[Start of Attachment]
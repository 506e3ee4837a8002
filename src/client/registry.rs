//! Session registry
//!
//! Tracks live sessions for admission counting, timeout sweeps and
//! administrative bulk operations. Every operation holds the registry lock
//! for its full duration; read-outs are copies.

use std::collections::{BTreeMap, HashMap};
use std::net::IpAddr;
use std::sync::Arc;

use log::{debug, info, warn};
use tokio::sync::Mutex;
use tokio::time::Instant;

use crate::auth::ANONYMOUS_USER;
use crate::client::session::{Session, SessionId, SessionInfo};
use crate::config::SharedRuntimeConfig;
use crate::error::SessionError;

/// Snapshot of registry occupancy
#[derive(Debug, Clone, Default, PartialEq, Eq)]
pub struct RegistryStatistics {
    pub current: usize,
    /// Sessions per login name; sessions without one count as `anonymous`
    pub per_user: BTreeMap<String, usize>,
    pub per_address: BTreeMap<IpAddr, usize>,
}

pub struct SessionRegistry {
    sessions: Mutex<HashMap<SessionId, Arc<Session>>>,
    runtime: SharedRuntimeConfig,
}

impl SessionRegistry {
    pub fn new(runtime: SharedRuntimeConfig) -> Self {
        Self {
            sessions: Mutex::new(HashMap::new()),
            runtime,
        }
    }

    /// Current `max_clients` from the runtime configuration
    pub async fn capacity(&self) -> usize {
        self.runtime.read().await.max_clients
    }

    /// Registers a session and stamps its start time.
    pub async fn add(&self, session: Arc<Session>) -> Result<(), SessionError> {
        let max_clients = self.capacity().await;
        let mut sessions = self.sessions.lock().await;

        if sessions.len() >= max_clients {
            return Err(SessionError::CapacityReached(max_clients));
        }
        if sessions.contains_key(&session.id()) {
            return Err(SessionError::AlreadyRegistered(session.id()));
        }

        session.client().mark_started(Instant::now());
        debug!(
            "Registered session {} from {} ({} active)",
            session.id(),
            session.client_addr(),
            sessions.len() + 1
        );
        sessions.insert(session.id(), session);
        Ok(())
    }

    /// Removes a session; returns whether it was present.
    pub async fn remove(&self, id: SessionId) -> bool {
        self.sessions.lock().await.remove(&id).is_some()
    }

    /// Removes and disconnects every inactive or expired session in one pass.
    pub async fn sweep(&self) -> usize {
        let (session_timeout, idle_timeout) = {
            let runtime = self.runtime.read().await;
            (runtime.session_timeout(), runtime.idle_timeout())
        };
        let now = Instant::now();

        let mut sessions = self.sessions.lock().await;
        let before = sessions.len();
        sessions.retain(|id, session| match session.expiry(now, session_timeout, idle_timeout) {
            Some(reason) => {
                info!(
                    "Sweeping session {} from {}: {:?}",
                    id,
                    session.client_addr(),
                    reason
                );
                session.disconnect();
                false
            }
            None => true,
        });
        before - sessions.len()
    }

    pub async fn disconnect_by_address(&self, ip: IpAddr) -> usize {
        let count = self.disconnect_matching(|session| session.ip() == ip).await;
        if count > 0 {
            info!("Disconnected {} session(s) from {}", count, ip);
        }
        count
    }

    pub async fn disconnect_by_user(&self, username: &str) -> usize {
        let count = self
            .disconnect_matching(|session| session.username().as_deref() == Some(username))
            .await;
        if count > 0 {
            info!("Disconnected {} session(s) for user {}", count, username);
        } else {
            warn!("No sessions found for user {}", username);
        }
        count
    }

    pub async fn disconnect_all(&self) -> usize {
        self.disconnect_matching(|_| true).await
    }

    async fn disconnect_matching<F>(&self, predicate: F) -> usize
    where
        F: Fn(&Session) -> bool,
    {
        let mut sessions = self.sessions.lock().await;
        let before = sessions.len();
        sessions.retain(|_, session| {
            if predicate(session) {
                session.disconnect();
                false
            } else {
                true
            }
        });
        before - sessions.len()
    }

    /// Drops every entry without signalling the sessions.
    pub async fn clear(&self) {
        self.sessions.lock().await.clear();
    }

    pub async fn statistics(&self) -> RegistryStatistics {
        let sessions = self.sessions.lock().await;
        let mut stats = RegistryStatistics {
            current: sessions.len(),
            ..RegistryStatistics::default()
        };
        for session in sessions.values() {
            let user = session
                .username()
                .unwrap_or_else(|| ANONYMOUS_USER.to_string());
            *stats.per_user.entry(user).or_default() += 1;
            *stats.per_address.entry(session.ip()).or_default() += 1;
        }
        stats
    }

    pub async fn sessions(&self) -> Vec<SessionInfo> {
        let sessions = self.sessions.lock().await;
        let mut infos: Vec<SessionInfo> = sessions.values().map(|s| s.info()).collect();
        infos.sort_by_key(|info| info.id);
        infos
    }

    pub async fn len(&self) -> usize {
        self.sessions.lock().await.len()
    }

    pub async fn is_empty(&self) -> bool {
        self.sessions.lock().await.is_empty()
    }
}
[End of Attachment]
**EXERCISE**
Report every line of the material above in which "entry" appears.

**RESPONSE AREA**
    /// Drops every entry without signalling the sessions.
            *stats.per_user.entry(user).or_default() += 1;
            *stats.per_address.entry(session.ip()).or_default() += 1;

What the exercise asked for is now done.